▶ [Goal of the exercise] Reproduce, exactly and in full, only the lines below from the one containing "pub fn new(size: usize)" through the one containing "-> (TaggedRowStream, Vec<JoinHandle<()>>)".

• • •

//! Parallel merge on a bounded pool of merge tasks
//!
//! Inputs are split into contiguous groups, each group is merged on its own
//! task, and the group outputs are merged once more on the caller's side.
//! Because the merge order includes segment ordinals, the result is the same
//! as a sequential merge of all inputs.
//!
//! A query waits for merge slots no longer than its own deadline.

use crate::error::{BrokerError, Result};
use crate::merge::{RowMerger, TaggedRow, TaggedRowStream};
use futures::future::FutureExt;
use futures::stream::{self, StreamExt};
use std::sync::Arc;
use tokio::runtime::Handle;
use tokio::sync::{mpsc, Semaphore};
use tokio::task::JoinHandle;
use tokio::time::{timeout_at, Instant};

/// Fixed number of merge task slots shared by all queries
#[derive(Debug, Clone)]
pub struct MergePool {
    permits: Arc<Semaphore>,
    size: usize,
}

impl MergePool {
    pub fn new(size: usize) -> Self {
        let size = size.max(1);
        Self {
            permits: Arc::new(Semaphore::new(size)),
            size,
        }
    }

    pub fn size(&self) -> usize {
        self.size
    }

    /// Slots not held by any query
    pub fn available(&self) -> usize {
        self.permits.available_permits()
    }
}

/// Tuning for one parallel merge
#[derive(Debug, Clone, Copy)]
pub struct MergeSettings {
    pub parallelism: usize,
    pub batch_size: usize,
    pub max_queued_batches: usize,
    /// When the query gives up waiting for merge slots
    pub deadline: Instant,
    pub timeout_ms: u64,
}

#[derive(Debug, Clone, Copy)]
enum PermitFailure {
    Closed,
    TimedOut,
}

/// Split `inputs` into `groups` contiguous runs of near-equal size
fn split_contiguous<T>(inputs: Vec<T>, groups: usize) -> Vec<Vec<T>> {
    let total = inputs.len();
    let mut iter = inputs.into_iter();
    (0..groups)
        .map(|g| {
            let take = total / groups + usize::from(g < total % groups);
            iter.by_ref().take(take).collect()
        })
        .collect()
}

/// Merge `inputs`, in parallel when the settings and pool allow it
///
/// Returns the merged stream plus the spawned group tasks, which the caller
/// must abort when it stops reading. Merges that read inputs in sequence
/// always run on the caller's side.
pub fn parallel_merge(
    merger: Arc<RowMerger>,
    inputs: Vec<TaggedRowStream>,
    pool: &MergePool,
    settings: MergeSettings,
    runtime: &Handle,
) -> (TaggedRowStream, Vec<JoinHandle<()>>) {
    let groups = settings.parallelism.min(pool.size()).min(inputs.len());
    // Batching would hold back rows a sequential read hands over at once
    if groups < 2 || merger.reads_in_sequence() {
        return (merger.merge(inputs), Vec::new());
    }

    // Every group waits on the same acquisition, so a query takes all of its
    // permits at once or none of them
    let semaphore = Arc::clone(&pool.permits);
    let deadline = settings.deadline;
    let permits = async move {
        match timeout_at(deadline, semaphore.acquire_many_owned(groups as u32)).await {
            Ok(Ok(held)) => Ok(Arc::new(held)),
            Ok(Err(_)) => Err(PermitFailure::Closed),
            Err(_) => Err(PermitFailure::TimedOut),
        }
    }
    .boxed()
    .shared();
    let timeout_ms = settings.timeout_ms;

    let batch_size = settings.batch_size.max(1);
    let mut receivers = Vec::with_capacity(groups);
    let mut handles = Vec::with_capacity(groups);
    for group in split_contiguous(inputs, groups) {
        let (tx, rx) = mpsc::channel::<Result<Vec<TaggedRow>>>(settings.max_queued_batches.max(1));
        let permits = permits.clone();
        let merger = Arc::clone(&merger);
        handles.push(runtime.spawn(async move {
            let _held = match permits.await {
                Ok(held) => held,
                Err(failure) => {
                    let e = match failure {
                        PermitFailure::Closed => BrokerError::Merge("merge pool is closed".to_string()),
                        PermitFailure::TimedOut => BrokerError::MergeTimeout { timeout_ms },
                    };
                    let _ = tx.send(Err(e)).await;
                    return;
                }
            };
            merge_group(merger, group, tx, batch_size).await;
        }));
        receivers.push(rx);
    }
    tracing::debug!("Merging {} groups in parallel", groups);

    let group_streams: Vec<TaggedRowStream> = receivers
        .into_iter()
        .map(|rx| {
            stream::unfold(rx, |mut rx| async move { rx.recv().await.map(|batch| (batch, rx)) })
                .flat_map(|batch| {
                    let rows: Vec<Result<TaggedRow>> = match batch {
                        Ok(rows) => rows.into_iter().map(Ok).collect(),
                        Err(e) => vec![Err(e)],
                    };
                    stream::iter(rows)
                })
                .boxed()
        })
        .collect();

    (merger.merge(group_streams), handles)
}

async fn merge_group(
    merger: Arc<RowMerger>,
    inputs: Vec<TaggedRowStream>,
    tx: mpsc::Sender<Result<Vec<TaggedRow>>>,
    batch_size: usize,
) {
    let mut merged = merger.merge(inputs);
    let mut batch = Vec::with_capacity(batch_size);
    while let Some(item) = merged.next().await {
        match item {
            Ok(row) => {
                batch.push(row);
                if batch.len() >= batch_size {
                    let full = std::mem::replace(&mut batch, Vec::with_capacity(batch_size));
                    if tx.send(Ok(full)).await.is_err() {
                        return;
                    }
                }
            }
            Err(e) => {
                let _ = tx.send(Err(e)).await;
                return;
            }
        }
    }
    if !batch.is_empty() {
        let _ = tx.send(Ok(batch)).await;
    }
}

• • •

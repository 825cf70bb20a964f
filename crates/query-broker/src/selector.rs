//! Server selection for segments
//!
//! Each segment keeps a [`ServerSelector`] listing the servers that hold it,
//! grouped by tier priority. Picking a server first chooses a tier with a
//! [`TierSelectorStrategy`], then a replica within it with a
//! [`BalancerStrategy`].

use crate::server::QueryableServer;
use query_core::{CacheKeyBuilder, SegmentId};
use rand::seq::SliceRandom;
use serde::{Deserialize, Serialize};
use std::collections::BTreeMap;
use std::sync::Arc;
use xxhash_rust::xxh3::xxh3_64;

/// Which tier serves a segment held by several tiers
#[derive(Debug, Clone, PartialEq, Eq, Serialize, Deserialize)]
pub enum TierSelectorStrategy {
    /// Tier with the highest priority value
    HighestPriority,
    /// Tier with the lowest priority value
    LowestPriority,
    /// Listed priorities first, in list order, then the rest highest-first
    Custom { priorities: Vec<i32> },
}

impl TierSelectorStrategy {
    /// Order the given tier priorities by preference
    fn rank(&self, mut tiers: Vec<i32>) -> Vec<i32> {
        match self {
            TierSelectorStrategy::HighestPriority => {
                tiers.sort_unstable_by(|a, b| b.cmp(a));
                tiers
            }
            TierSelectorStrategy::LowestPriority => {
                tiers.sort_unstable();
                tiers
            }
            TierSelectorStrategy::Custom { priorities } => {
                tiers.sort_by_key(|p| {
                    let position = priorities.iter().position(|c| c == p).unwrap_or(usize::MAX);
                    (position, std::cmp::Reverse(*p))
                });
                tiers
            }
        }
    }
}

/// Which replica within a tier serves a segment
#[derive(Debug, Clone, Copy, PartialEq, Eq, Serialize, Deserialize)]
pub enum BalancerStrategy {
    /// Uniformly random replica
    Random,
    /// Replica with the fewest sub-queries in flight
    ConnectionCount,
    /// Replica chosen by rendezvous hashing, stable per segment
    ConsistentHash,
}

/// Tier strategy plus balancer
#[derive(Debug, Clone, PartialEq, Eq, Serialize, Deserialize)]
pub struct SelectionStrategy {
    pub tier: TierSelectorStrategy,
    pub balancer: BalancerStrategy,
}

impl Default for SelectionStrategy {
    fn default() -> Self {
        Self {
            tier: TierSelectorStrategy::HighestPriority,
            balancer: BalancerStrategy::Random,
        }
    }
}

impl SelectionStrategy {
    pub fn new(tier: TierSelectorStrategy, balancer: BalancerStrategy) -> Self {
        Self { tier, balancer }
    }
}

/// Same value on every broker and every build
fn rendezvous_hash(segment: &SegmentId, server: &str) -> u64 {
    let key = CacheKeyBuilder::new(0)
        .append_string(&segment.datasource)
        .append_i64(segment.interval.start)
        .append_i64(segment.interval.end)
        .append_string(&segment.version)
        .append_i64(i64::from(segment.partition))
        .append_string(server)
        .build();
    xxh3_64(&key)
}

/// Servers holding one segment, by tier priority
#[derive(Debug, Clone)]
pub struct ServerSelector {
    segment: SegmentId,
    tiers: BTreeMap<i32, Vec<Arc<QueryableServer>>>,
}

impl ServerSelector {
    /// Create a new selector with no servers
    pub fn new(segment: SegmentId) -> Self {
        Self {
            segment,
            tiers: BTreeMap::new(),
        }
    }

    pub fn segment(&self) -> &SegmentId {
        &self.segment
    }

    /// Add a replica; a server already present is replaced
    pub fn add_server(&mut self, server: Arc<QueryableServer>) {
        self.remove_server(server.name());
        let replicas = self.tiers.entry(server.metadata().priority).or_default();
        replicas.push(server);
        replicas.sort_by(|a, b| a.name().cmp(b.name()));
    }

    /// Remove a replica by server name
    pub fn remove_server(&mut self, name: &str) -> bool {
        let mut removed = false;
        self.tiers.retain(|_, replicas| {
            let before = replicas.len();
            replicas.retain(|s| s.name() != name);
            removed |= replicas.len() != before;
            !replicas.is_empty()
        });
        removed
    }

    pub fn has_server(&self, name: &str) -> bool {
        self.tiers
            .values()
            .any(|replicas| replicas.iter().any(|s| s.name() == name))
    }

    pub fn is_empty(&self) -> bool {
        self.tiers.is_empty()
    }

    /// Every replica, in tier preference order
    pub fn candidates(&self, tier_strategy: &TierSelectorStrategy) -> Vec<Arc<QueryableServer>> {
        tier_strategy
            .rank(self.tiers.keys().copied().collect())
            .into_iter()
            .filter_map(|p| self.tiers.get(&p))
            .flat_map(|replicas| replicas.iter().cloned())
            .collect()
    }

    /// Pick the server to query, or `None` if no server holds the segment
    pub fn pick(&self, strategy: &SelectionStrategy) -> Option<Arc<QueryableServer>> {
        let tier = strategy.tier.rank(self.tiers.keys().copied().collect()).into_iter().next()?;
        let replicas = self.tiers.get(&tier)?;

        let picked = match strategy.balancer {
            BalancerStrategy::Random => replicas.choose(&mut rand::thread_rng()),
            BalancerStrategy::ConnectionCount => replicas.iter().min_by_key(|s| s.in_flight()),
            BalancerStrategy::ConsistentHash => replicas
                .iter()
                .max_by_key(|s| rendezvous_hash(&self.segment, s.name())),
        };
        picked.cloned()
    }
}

• • •

▶ [Answer space]
    pub fn new(size: usize) -> Self {
        let size = size.max(1);
        Self {
            permits: Arc::new(Semaphore::new(size)),
            size,
        }
    }

    pub fn size(&self) -> usize {
        self.size
    }

    /// Slots not held by any query
    pub fn available(&self) -> usize {
        self.permits.available_permits()
    }
}

/// Tuning for one parallel merge
#[derive(Debug, Clone, Copy)]
pub struct MergeSettings {
    pub parallelism: usize,
    pub batch_size: usize,
    pub max_queued_batches: usize,
    /// When the query gives up waiting for merge slots
    pub deadline: Instant,
    pub timeout_ms: u64,
}

#[derive(Debug, Clone, Copy)]
enum PermitFailure {
    Closed,
    TimedOut,
}

/// Split `inputs` into `groups` contiguous runs of near-equal size
fn split_contiguous<T>(inputs: Vec<T>, groups: usize) -> Vec<Vec<T>> {
    let total = inputs.len();
    let mut iter = inputs.into_iter();
    (0..groups)
        .map(|g| {
            let take = total / groups + usize::from(g < total % groups);
            iter.by_ref().take(take).collect()
        })
        .collect()
}

/// Merge `inputs`, in parallel when the settings and pool allow it
///
/// Returns the merged stream plus the spawned group tasks, which the caller
/// must abort when it stops reading. Merges that read inputs in sequence
/// always run on the caller's side.
pub fn parallel_merge(
    merger: Arc<RowMerger>,
    inputs: Vec<TaggedRowStream>,
    pool: &MergePool,
    settings: MergeSettings,
    runtime: &Handle,
) -> (TaggedRowStream, Vec<JoinHandle<()>>) {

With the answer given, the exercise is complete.